Content starts
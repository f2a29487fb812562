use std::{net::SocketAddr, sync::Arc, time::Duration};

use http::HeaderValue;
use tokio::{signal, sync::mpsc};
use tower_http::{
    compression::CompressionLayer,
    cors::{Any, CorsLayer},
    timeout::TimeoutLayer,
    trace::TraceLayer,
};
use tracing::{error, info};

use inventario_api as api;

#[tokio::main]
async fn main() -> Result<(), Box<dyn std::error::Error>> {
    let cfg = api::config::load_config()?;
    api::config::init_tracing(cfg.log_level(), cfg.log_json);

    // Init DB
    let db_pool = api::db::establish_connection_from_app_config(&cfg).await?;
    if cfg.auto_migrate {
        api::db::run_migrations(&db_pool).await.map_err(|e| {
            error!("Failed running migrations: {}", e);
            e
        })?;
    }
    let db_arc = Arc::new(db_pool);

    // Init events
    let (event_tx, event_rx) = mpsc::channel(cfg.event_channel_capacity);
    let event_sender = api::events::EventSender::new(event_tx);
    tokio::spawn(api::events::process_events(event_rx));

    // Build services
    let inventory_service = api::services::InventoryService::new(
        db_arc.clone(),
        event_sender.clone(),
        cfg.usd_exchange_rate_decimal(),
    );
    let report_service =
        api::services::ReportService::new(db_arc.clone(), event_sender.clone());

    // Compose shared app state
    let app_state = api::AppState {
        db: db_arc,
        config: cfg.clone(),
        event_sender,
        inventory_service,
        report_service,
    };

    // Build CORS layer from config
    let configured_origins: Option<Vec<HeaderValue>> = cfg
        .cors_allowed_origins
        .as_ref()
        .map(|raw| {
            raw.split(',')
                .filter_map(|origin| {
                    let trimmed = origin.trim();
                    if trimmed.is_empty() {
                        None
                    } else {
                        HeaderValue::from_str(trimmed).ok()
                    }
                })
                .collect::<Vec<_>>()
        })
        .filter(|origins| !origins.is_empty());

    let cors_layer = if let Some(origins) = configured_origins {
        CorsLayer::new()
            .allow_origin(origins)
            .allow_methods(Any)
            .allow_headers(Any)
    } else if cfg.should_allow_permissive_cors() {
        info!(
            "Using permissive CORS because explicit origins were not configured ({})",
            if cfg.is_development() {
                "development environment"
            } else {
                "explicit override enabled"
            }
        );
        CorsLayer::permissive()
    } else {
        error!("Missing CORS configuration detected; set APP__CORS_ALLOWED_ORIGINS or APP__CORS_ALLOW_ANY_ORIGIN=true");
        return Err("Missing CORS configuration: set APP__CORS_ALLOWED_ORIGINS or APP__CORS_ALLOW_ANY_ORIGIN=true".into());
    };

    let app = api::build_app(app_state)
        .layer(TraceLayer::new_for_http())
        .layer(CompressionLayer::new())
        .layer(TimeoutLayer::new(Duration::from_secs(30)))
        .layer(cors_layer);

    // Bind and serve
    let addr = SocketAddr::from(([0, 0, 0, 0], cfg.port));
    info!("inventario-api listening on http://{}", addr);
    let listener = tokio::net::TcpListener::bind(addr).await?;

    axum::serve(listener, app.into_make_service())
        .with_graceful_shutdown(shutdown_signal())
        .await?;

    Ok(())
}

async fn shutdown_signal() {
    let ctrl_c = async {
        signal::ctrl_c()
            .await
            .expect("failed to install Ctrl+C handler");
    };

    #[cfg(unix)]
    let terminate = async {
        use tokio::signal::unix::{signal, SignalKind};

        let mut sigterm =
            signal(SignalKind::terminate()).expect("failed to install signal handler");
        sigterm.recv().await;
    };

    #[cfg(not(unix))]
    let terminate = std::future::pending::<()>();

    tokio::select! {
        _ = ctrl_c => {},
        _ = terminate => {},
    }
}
Content ends
**Your task**
The word "error" is the filter: copy every line of the listing above that contains it.

**Response to the task**
use tracing::{error, info};
async fn main() -> Result<(), Box<dyn std::error::Error>> {
            error!("Failed running migrations: {}", e);
        error!("Missing CORS configuration detected; set APP__CORS_ALLOWED_ORIGINS or APP__CORS_ALLOW_ANY_ORIGIN=true");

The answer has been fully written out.